• WHAT IS EXPECTED
In the listing below, find each line with the string "AnthropicMessage" and report it.
BEGIN
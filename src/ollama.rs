//! Client for a local Ollama server's `/api/chat` endpoint.

use reqwest::blocking::Client;
use serde::{Deserialize, Serialize};

use crate::config::ResolvedConfig;
use crate::provider::{post_json, ChatMessage, ChatProvider, ProviderError, TuningParams, WireMessage};

#[derive(Serialize)]
struct OllamaChatRequest<'a> {
    model: &'a str,
    messages: Vec<WireMessage<'a>>,
    stream: bool,
    #[serde(skip_serializing_if = "Option::is_none")]
    options: Option<OllamaOptions>,
}

#[derive(Serialize)]
struct OllamaOptions {
    #[serde(skip_serializing_if = "Option::is_none")]
    temperature: Option<f32>,
    #[serde(skip_serializing_if = "Option::is_none")]
    num_predict: Option<u32>,
    #[serde(skip_serializing_if = "Option::is_none")]
    top_p: Option<f32>,
}

#[derive(Deserialize)]
struct OllamaMessage {
    content: String,
}

#[derive(Deserialize)]
struct OllamaChatResponse {
    message: Option<OllamaMessage>,
}

pub struct Ollama {
    client: Client,
    url: String,
    model: String,
    params: TuningParams,
}

impl Ollama {
    pub fn new(client: Client, config: &ResolvedConfig) -> Self {
        Ollama {
            client,
            url: format!("{}/api/chat", config.base_url),
            model: config.model.clone(),
            params: config.params,
        }
    }
}

impl ChatProvider for Ollama {
    fn name(&self) -> &'static str {
        "Ollama"
    }

    fn complete(&self, messages: &[ChatMessage]) -> Result<String, ProviderError> {
        let options = (self.params != TuningParams::default()).then_some(OllamaOptions {
            temperature: self.params.temperature,
            num_predict: self.params.max_tokens,
            top_p: self.params.top_p,
        });
        let body = OllamaChatRequest {
            model: &self.model,
            messages: messages.iter().map(WireMessage::from).collect(),
            stream: false,
            options,
        };
        let response: OllamaChatResponse =
            post_json(self.name(), self.client.post(&self.url), &body)?;
        response
            .message
            .map(|m| m.content)
            .ok_or(ProviderError::Response {
                provider: self.name(),
                message: "response contained no message".to_string(),
            })
    }
}
use std::path::PathBuf;

use thiserror::Error;

use crate::provider::ProviderError;

/// log-whisperer Errors
#[derive(Debug, Error)]
pub enum WhisperError {
    #[error("No LLM provider configured. Please run `log-whisperer configure` first.")]
    ConfigurationMissing,
    #[error("Invalid configuration: {0}")]
    InvalidConfig(String),
    #[error("No credential for {provider}. Run `log-whisperer configure` or set {env_var}.")]
    MissingCredential {
        provider: String,
        env_var: &'static str,
    },
    #[error("Provider {provider} is unavailable: {reason}")]
    ProviderUnavailable { provider: String, reason: String },
    #[error("Authentication with {provider} failed: {message}")]
    AuthenticationFailed { provider: String, message: String },
    #[error("Provider request failed: {0}")]
    TransientProvider(ProviderError),
    #[error("Failed to open log file: {}. Does it exist?", path.display())]
    LogFileNotFound { path: PathBuf },
    #[error("Could not locate the home directory for the configuration file.")]
    MissingHome,
    #[error("Failed to parse {}: {source}", path.display())]
    ConfigParse {
        path: PathBuf,
        source: toml::de::Error,
    },
    #[error("Failed to serialize configuration: {0}")]
    ConfigSerialize(#[from] toml::ser::Error),
    #[error("Failed to read conversation from {}: {source}", path.display())]
    TranscriptParse {
        path: PathBuf,
        source: serde_json::Error,
    },
    #[error("Failed to serialize conversation: {0}")]
    TranscriptSerialize(#[from] serde_json::Error),
    #[error("Terminal error: {0}")]
    NixError(#[from] nix::Error),
    #[error(transparent)]
    StdioError(#[from] std::io::Error),
}

impl WhisperError {
    /// Classify a failed provider call: rejected credentials are fatal,
    /// anything else is worth retrying.
    pub fn from_provider(err: ProviderError) -> Self {
        if let ProviderError::Authentication { provider, .. } = &err {
            return WhisperError::AuthenticationFailed {
                provider: provider.to_string(),
                message: err.to_string(),
            };
        }
        WhisperError::TransientProvider(err)
    }
}
//! Client for the Anthropic Messages API.

use reqwest::blocking::Client;
use secrecy::{ExposeSecret, SecretString};
use serde::{Deserialize, Serialize};

use crate::config::ResolvedConfig;
use crate::provider::{
    owned_credential, post_json, ChatMessage, ChatProvider, ChatRole, ProviderError, TuningParams,
};

const API_VERSION: &str = "2023-06-01";
/// `max_tokens` is mandatory for this API.
const DEFAULT_MAX_TOKENS: u32 = 1024;

#[derive(Serialize)]
struct MessagesRequest<'a> {
    model: &'a str,
    max_tokens: u32,
    #[serde(skip_serializing_if = "Option::is_none")]
    system: Option<String>,
    messages: Vec<AnthropicMessage>,
    #[serde(skip_serializing_if = "Option::is_none")]
    temperature: Option<f32>,
    #[serde(skip_serializing_if = "Option::is_none")]
    top_p: Option<f32>,
}

#[derive(Debug, PartialEq, Serialize)]
struct AnthropicMessage {
    role: &'static str,
    content: String,
}

#[derive(Deserialize)]
struct ContentBlock {
    #[serde(rename = "type")]
    kind: String,
    #[serde(default)]
    text: Option<String>,
}

#[derive(Deserialize)]
struct MessagesResponse {
    content: Vec<ContentBlock>,
}

pub struct Anthropic {
    client: Client,
    url: String,
    api_key: Option<SecretString>,
    model: String,
    params: TuningParams,
}

impl Anthropic {
    pub fn new(client: Client, config: &ResolvedConfig) -> Self {
        Anthropic {
            client,
            url: format!("{}/messages", config.base_url),
            api_key: owned_credential(config),
            model: config.model.clone(),
            params: config.params,
        }
    }
}

/// System prompts go in a top-level field and the API expects roles to
/// alternate, so consecutive turns from the same side are joined.
fn split_messages(messages: &[ChatMessage]) -> (Option<String>, Vec<AnthropicMessage>) {
    let mut system: Vec<&str> = Vec::new();
    let mut turns: Vec<AnthropicMessage> = Vec::new();
    for message in messages {
        let role = match message.role {
            ChatRole::System => {
                system.push(&message.content);
                continue;
            }
            ChatRole::User => "user",
            ChatRole::Assistant => "assistant",
        };
        if let Some(last) = turns.last_mut().filter(|last| last.role == role) {
            last.content.push_str("\n\n");
            last.content.push_str(&message.content);
            continue;
        }
        turns.push(AnthropicMessage {
            role,
            content: message.content.clone(),
        });
    }
    let system = (!system.is_empty()).then(|| system.join("\n\n"));
    (system, turns)
}

impl ChatProvider for Anthropic {
    fn name(&self) -> &'static str {
        "Anthropic"
    }

    fn complete(&self, messages: &[ChatMessage]) -> Result<String, ProviderError> {
        let (system, turns) = split_messages(messages);
        let body = MessagesRequest {
            model: &self.model,
            max_tokens: self.params.max_tokens.unwrap_or(DEFAULT_MAX_TOKENS),
            system,
            messages: turns,
            temperature: self.params.temperature,
            top_p: self.params.top_p,
        };
        let mut request = self
            .client
            .post(&self.url)
            .header("anthropic-version", API_VERSION);
        if let Some(key) = &self.api_key {
            request = request.header("x-api-key", key.expose_secret());
        }
        let response: MessagesResponse = post_json(self.name(), request, &body)?;
        let text: Vec<String> = response
            .content
            .into_iter()
            .filter(|block| block.kind == "text")
            .filter_map(|block| block.text)
            .collect();
        if text.is_empty() {
            return Err(ProviderError::Response {
                provider: self.name(),
                message: "response contained no text content".to_string(),
            });
        }
        Ok(text.join(""))
    }
}

#[cfg(test)]
mod tests {
    use mockito::Matcher;
    use serde_json::json;

    use super::*;
    use crate::cli::ProviderKind;
    use crate::provider::tests::resolved;

    #[test]
    fn system_prompt_is_lifted_and_same_roles_merged() {
        let (system, turns) = split_messages(&[
            ChatMessage::system("log context"),
            ChatMessage::user("first"),
            ChatMessage::user("second"),
            ChatMessage::assistant("answer"),
        ]);
        assert_eq!(system.as_deref(), Some("log context"));
        assert_eq!(
            turns,
            vec![
                AnthropicMessage {
                    role: "user",
                    content: "first\n\nsecond".to_string(),
                },
                AnthropicMessage {
                    role: "assistant",
                    content: "answer".to_string(),
                },
            ]
        );
    }

    #[test]
    fn sends_headers_and_default_max_tokens() {
        let mut server = mockito::Server::new();
        let mock = server
            .mock("POST", "/messages")
            .match_header("x-api-key", "test-key")
            .match_header("anthropic-version", API_VERSION)
            .match_body(Matcher::Json(json!({
                "model": "test-model",
                "max_tokens": 1024,
                "system": "log context",
                "messages": [{"role": "user", "content": "why did it crash?"}],
                "top_p": 0.5
            })))
            .with_status(200)
            .with_body(
                r#"{"content":[{"type":"text","text":"Out of "},{"type":"text","text":"memory."}]}"#,
            )
            .create();

        let config = resolved(ProviderKind::Anthropic, &server.url(), &[("top_p", 0.5)]);
        let client = Anthropic::new(Client::new(), &config);
        let reply = client
            .complete(&[
                ChatMessage::system("log context"),
                ChatMessage::user("why did it crash?"),
            ])
            .unwrap();

        assert_eq!(reply, "Out of memory.");
        mock.assert();
    }

    #[test]
    fn forbidden_is_authentication_error() {
        let mut server = mockito::Server::new();
        server
            .mock("POST", "/messages")
            .with_status(403)
            .with_body(r#"{"type":"error"}"#)
            .create();

        let config = resolved(ProviderKind::Anthropic, &server.url(), &[]);
        let client = Anthropic::new(Client::new(), &config);
        assert!(client
            .complete(&[ChatMessage::user("hi")])
            .unwrap_err()
            .is_fatal());
    }
}
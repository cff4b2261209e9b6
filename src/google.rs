//! Client for the Gemini `generateContent` endpoint.

use reqwest::blocking::Client;
use secrecy::{ExposeSecret, SecretString};
use serde::{Deserialize, Serialize};

use crate::config::ResolvedConfig;
use crate::provider::{
    owned_credential, post_json, ChatMessage, ChatProvider, ChatRole, ProviderError, TuningParams,
};

#[derive(Serialize)]
#[serde(rename_all = "camelCase")]
struct GenerateContentRequest {
    contents: Vec<Content>,
    #[serde(skip_serializing_if = "Option::is_none")]
    system_instruction: Option<Content>,
    #[serde(skip_serializing_if = "Option::is_none")]
    generation_config: Option<GenerationConfig>,
}

#[derive(Debug, Serialize, Deserialize)]
struct Content {
    #[serde(default, skip_serializing_if = "Option::is_none")]
    role: Option<String>,
    #[serde(default)]
    parts: Vec<Part>,
}

#[derive(Debug, Serialize, Deserialize)]
struct Part {
    #[serde(default)]
    text: String,
}

#[derive(Serialize)]
#[serde(rename_all = "camelCase")]
struct GenerationConfig {
    #[serde(skip_serializing_if = "Option::is_none")]
    temperature: Option<f32>,
    #[serde(skip_serializing_if = "Option::is_none")]
    max_output_tokens: Option<u32>,
    #[serde(skip_serializing_if = "Option::is_none")]
    top_p: Option<f32>,
}

#[derive(Deserialize)]
struct Candidate {
    content: Option<Content>,
}

#[derive(Deserialize)]
struct GenerateContentResponse {
    #[serde(default)]
    candidates: Vec<Candidate>,
}

pub struct Google {
    client: Client,
    url: String,
    api_key: Option<SecretString>,
    params: TuningParams,
}

impl Google {
    pub fn new(client: Client, config: &ResolvedConfig) -> Self {
        Google {
            client,
            url: format!("{}/models/{}:generateContent", config.base_url, config.model),
            api_key: owned_credential(config),
            params: config.params,
        }
    }

    /// Roles must alternate, so consecutive turns from the same side are
    /// joined into one content entry.
    fn request_body(&self, messages: &[ChatMessage]) -> GenerateContentRequest {
        let mut system = Vec::new();
        let mut contents: Vec<Content> = Vec::new();
        for message in messages {
            let role = match message.role {
                ChatRole::System => {
                    system.push(Part {
                        text: message.content.clone(),
                    });
                    continue;
                }
                ChatRole::User => "user",
                ChatRole::Assistant => "model",
            };
            let previous = contents
                .last_mut()
                .filter(|last| last.role.as_deref() == Some(role))
                .and_then(|last| last.parts.last_mut());
            if let Some(part) = previous {
                part.text.push_str("\n\n");
                part.text.push_str(&message.content);
                continue;
            }
            contents.push(Content {
                role: Some(role.to_string()),
                parts: vec![Part {
                    text: message.content.clone(),
                }],
            });
        }
        let TuningParams {
            temperature,
            max_tokens,
            top_p,
        } = self.params;
        let generation_config = (self.params != TuningParams::default()).then_some(GenerationConfig {
            temperature,
            max_output_tokens: max_tokens,
            top_p,
        });
        GenerateContentRequest {
            contents,
            system_instruction: (!system.is_empty()).then_some(Content {
                role: None,
                parts: system,
            }),
            generation_config,
        }
    }
}

impl ChatProvider for Google {
    fn name(&self) -> &'static str {
        "Google"
    }

    fn complete(&self, messages: &[ChatMessage]) -> Result<String, ProviderError> {
        let body = self.request_body(messages);
        let mut request = self.client.post(&self.url);
        if let Some(key) = &self.api_key {
            request = request.header("x-goog-api-key", key.expose_secret());
        }
        let response: GenerateContentResponse =
            post_json(self.name(), request, &body).map_err(|e| match e {
                // Gemini reports a bad key as 400 INVALID_ARGUMENT.
                ProviderError::Status {
                    provider,
                    status: 400,
                    body,
                } if body.contains("API_KEY_INVALID") => ProviderError::Authentication {
                    provider,
                    status: 400,
                    body,
                },
                other => other,
            })?;
        let text: String = response
            .candidates
            .into_iter()
            .next()
            .and_then(|candidate| candidate.content)
            .map(|content| content.parts.into_iter().map(|p| p.text).collect())
            .unwrap_or_default();
        if text.is_empty() {
            return Err(ProviderError::Response {
                provider: self.name(),
                message: "response contained no candidates".to_string(),
            });
        }
        Ok(text)
    }
}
END
• WRITTEN ANSWER
    messages: Vec<AnthropicMessage>,
struct AnthropicMessage {
fn split_messages(messages: &[ChatMessage]) -> (Option<String>, Vec<AnthropicMessage>) {
    let mut turns: Vec<AnthropicMessage> = Vec::new();
        turns.push(AnthropicMessage {
                AnthropicMessage {
                AnthropicMessage {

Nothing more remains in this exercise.